──────── Records supplied ────────
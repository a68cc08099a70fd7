//! WebAssembly module for the Grocto marketplace
//!
//! Provides client-side checkout computation so the frontend can validate
//! delivery windows, resolve slot fees, and preview order totals without a
//! round trip:
//! - Delivery window validation
//! - Slot matching with deterministic fee resolution
//! - Cart summary computation

use rust_decimal::Decimal;
use wasm_bindgen::prelude::*;

use shared::engine;
use shared::engine::AnnotatedItem;
use shared::models::DeliverySlot;
use shared::types::TimeOfDay;

/// Check that a delivery window is long enough to book (>= 1 hour)
#[wasm_bindgen]
pub fn is_valid_delivery_window(start: &str, end: &str) -> bool {
    match (parse_time(start), parse_time(end)) {
        (Ok(start), Ok(end)) => {
            end.minutes() > start.minutes()
                && end.minutes() - start.minutes() >= engine::MIN_WINDOW_MINUTES
        }
        _ => false,
    }
}

/// Match a delivery window against a store's slots.
///
/// `slots_json` is the JSON array of delivery slots the checkout page
/// already fetched. Returns `{slot_id, delivery_fee}` as JSON, or an error
/// message for display.
#[wasm_bindgen]
pub fn match_delivery_slot(slots_json: &str, start: &str, end: &str) -> Result<String, JsValue> {
    let slots: Vec<DeliverySlot> = serde_json::from_str(slots_json)
        .map_err(|e| JsValue::from_str(&format!("Invalid slots JSON: {}", e)))?;
    let start = parse_time(start).map_err(JsValue::from_str)?;
    let end = parse_time(end).map_err(JsValue::from_str)?;

    let matched = engine::match_delivery_slot(&slots, start, end)
        .map_err(|e| JsValue::from_str(&e.to_string()))?;

    serde_json::to_string(&matched)
        .map_err(|e| JsValue::from_str(&format!("Serialization failed: {}", e)))
}

/// Compute an order summary for annotated cart items.
///
/// `items_json` is the annotated-items array returned by the cart endpoint;
/// `gst_percentage` and `delivery_fee` are decimal strings. Returns the
/// rounded summary as JSON.
#[wasm_bindgen]
pub fn compute_cart_summary(
    items_json: &str,
    gst_percentage: &str,
    delivery_fee: &str,
) -> Result<String, JsValue> {
    let items: Vec<AnnotatedItem> = serde_json::from_str(items_json)
        .map_err(|e| JsValue::from_str(&format!("Invalid items JSON: {}", e)))?;
    let gst = parse_decimal(gst_percentage).map_err(JsValue::from_str)?;
    let fee = parse_decimal(delivery_fee).map_err(JsValue::from_str)?;

    let summary = engine::compute_summary(&items, gst, fee).rounded();
    serde_json::to_string(&summary)
        .map_err(|e| JsValue::from_str(&format!("Serialization failed: {}", e)))
}

fn parse_time(s: &str) -> Result<TimeOfDay, &'static str> {
    s.parse()
}

fn parse_decimal(s: &str) -> Result<Decimal, &'static str> {
    s.parse().map_err(|_| "Invalid decimal value")
}

#[cfg(test)]
mod tests {
    use super::*;

    #[test]
    fn test_window_validation() {
        assert!(is_valid_delivery_window("09:00", "10:00"));
        assert!(is_valid_delivery_window("09:00", "11:30"));
        assert!(!is_valid_delivery_window("09:15", "09:45"));
        assert!(!is_valid_delivery_window("10:00", "09:00"));
        assert!(!is_valid_delivery_window("late", "later"));
    }

    #[test]
    fn test_match_delivery_slot_json() {
        let slots = r#"[
            {"id":"00000000-0000-0000-0000-000000000001","store_id":"00000000-0000-0000-0000-000000000009","start_time":"09:00","end_time":"12:00","delivery_fee":"20"},
            {"id":"00000000-0000-0000-0000-000000000002","store_id":"00000000-0000-0000-0000-000000000009","start_time":"08:00","end_time":"11:00","delivery_fee":"15"}
        ]"#;

        let result = match_delivery_slot(slots, "09:00", "10:30").unwrap();
        assert!(result.contains("00000000-0000-0000-0000-000000000002"));
        assert!(result.contains("15"));
    }

    #[test]
    fn test_compute_cart_summary_json() {
        let items = r#"[
            {"product_id":"00000000-0000-0000-0000-000000000001","quantity":1,"unit_price":"500","subtotal":"500","discount":{"offer_id":"00000000-0000-0000-0000-000000000002","offer_title":"10% off","amount":"50","discounted_subtotal":"450"}}
        ]"#;

        let summary = compute_cart_summary(items, "5", "30").unwrap();
        let parsed: serde_json::Value = serde_json::from_str(&summary).unwrap();
        let total: Decimal = parsed["total"].as_str().unwrap().parse().unwrap();
        assert_eq!(total, Decimal::new(50250, 2));
    }
}
//! In-app notifications

use chrono::{DateTime, Utc};
use serde::{Deserialize, Serialize};
use uuid::Uuid;

/// Notification category
#[derive(Debug, Clone, Copy, PartialEq, Eq, Serialize, Deserialize)]
#[serde(rename_all = "snake_case")]
pub enum NotificationKind {
    Order,
    System,
}

impl NotificationKind {
    pub fn as_str(&self) -> &'static str {
        match self {
            NotificationKind::Order => "order",
            NotificationKind::System => "system",
        }
    }

    pub fn from_str(s: &str) -> Option<Self> {
        match s {
            "order" => Some(NotificationKind::Order),
            "system" => Some(NotificationKind::System),
            _ => None,
        }
    }
}

/// An in-app notification delivered to a user
#[derive(Debug, Clone, Serialize, Deserialize)]
pub struct Notification {
    pub id: Uuid,
    pub recipient_id: Uuid,
    pub title: String,
    pub message: String,
    pub kind: NotificationKind,
    /// Related entity, e.g. an order id
    pub reference_id: Option<Uuid>,
    pub is_read: bool,
    pub created_at: DateTime<Utc>,
}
────────
> Activity
Would you restate every record word for word?

> Result of this task
repository a68cc08099a70fd7
//! WebAssembly module for the Grocto marketplace
//!
//! Provides client-side checkout computation so the frontend can validate
//! delivery windows, resolve slot fees, and preview order totals without a
//! round trip:
//! - Delivery window validation
//! - Slot matching with deterministic fee resolution
//! - Cart summary computation

use rust_decimal::Decimal;
use wasm_bindgen::prelude::*;

use shared::engine;
use shared::engine::AnnotatedItem;
use shared::models::DeliverySlot;
use shared::types::TimeOfDay;

/// Check that a delivery window is long enough to book (>= 1 hour)
#[wasm_bindgen]
pub fn is_valid_delivery_window(start: &str, end: &str) -> bool {
    match (parse_time(start), parse_time(end)) {
        (Ok(start), Ok(end)) => {
            end.minutes() > start.minutes()
                && end.minutes() - start.minutes() >= engine::MIN_WINDOW_MINUTES
        }
        _ => false,
    }
}

/// Match a delivery window against a store's slots.
///
/// `slots_json` is the JSON array of delivery slots the checkout page
/// already fetched. Returns `{slot_id, delivery_fee}` as JSON, or an error
/// message for display.
#[wasm_bindgen]
pub fn match_delivery_slot(slots_json: &str, start: &str, end: &str) -> Result<String, JsValue> {
    let slots: Vec<DeliverySlot> = serde_json::from_str(slots_json)
        .map_err(|e| JsValue::from_str(&format!("Invalid slots JSON: {}", e)))?;
    let start = parse_time(start).map_err(JsValue::from_str)?;
    let end = parse_time(end).map_err(JsValue::from_str)?;

    let matched = engine::match_delivery_slot(&slots, start, end)
        .map_err(|e| JsValue::from_str(&e.to_string()))?;

    serde_json::to_string(&matched)
        .map_err(|e| JsValue::from_str(&format!("Serialization failed: {}", e)))
}

/// Compute an order summary for annotated cart items.
///
/// `items_json` is the annotated-items array returned by the cart endpoint;
/// `gst_percentage` and `delivery_fee` are decimal strings. Returns the
/// rounded summary as JSON.
#[wasm_bindgen]
pub fn compute_cart_summary(
    items_json: &str,
    gst_percentage: &str,
    delivery_fee: &str,
) -> Result<String, JsValue> {
    let items: Vec<AnnotatedItem> = serde_json::from_str(items_json)
        .map_err(|e| JsValue::from_str(&format!("Invalid items JSON: {}", e)))?;
    let gst = parse_decimal(gst_percentage).map_err(JsValue::from_str)?;
    let fee = parse_decimal(delivery_fee).map_err(JsValue::from_str)?;

    let summary = engine::compute_summary(&items, gst, fee).rounded();
    serde_json::to_string(&summary)
        .map_err(|e| JsValue::from_str(&format!("Serialization failed: {}", e)))
}

fn parse_time(s: &str) -> Result<TimeOfDay, &'static str> {
    s.parse()
}

fn parse_decimal(s: &str) -> Result<Decimal, &'static str> {
    s.parse().map_err(|_| "Invalid decimal value")
}

#[cfg(test)]
mod tests {
    use super::*;

    #[test]
    fn test_window_validation() {
        assert!(is_valid_delivery_window("09:00", "10:00"));
        assert!(is_valid_delivery_window("09:00", "11:30"));
        assert!(!is_valid_delivery_window("09:15", "09:45"));
        assert!(!is_valid_delivery_window("10:00", "09:00"));
        assert!(!is_valid_delivery_window("late", "later"));
    }

    #[test]
    fn test_match_delivery_slot_json() {
        let slots = r#"[
            {"id":"00000000-0000-0000-0000-000000000001","store_id":"00000000-0000-0000-0000-000000000009","start_time":"09:00","end_time":"12:00","delivery_fee":"20"},
            {"id":"00000000-0000-0000-0000-000000000002","store_id":"00000000-0000-0000-0000-000000000009","start_time":"08:00","end_time":"11:00","delivery_fee":"15"}
        ]"#;

        let result = match_delivery_slot(slots, "09:00", "10:30").unwrap();
        assert!(result.contains("00000000-0000-0000-0000-000000000002"));
        assert!(result.contains("15"));
    }

    #[test]
    fn test_compute_cart_summary_json() {
        let items = r#"[
            {"product_id":"00000000-0000-0000-0000-000000000001","quantity":1,"unit_price":"500","subtotal":"500","discount":{"offer_id":"00000000-0000-0000-0000-000000000002","offer_title":"10% off","amount":"50","discounted_subtotal":"450"}}
        ]"#;

        let summary = compute_cart_summary(items, "5", "30").unwrap();
        let parsed: serde_json::Value = serde_json::from_str(&summary).unwrap();
        let total: Decimal = parsed["total"].as_str().unwrap().parse().unwrap();
        assert_eq!(total, Decimal::new(50250, 2));
    }
}
//! In-app notifications

use chrono::{DateTime, Utc};
use serde::{Deserialize, Serialize};
use uuid::Uuid;

/// Notification category
#[derive(Debug, Clone, Copy, PartialEq, Eq, Serialize, Deserialize)]
#[serde(rename_all = "snake_case")]
pub enum NotificationKind {
    Order,
    System,
}

impl NotificationKind {
    pub fn as_str(&self) -> &'static str {
        match self {
            NotificationKind::Order => "order",
            NotificationKind::System => "system",
        }
    }

    pub fn from_str(s: &str) -> Option<Self> {
        match s {
            "order" => Some(NotificationKind::Order),
            "system" => Some(NotificationKind::System),
            _ => None,
        }
    }
}

/// An in-app notification delivered to a user
#[derive(Debug, Clone, Serialize, Deserialize)]
pub struct Notification {
    pub id: Uuid,
    pub recipient_id: Uuid,
    pub title: String,
    pub message: String,
    pub kind: NotificationKind,
    /// Related entity, e.g. an order id
    pub reference_id: Option<Uuid>,
    pub is_read: bool,
    pub created_at: DateTime<Utc>,
}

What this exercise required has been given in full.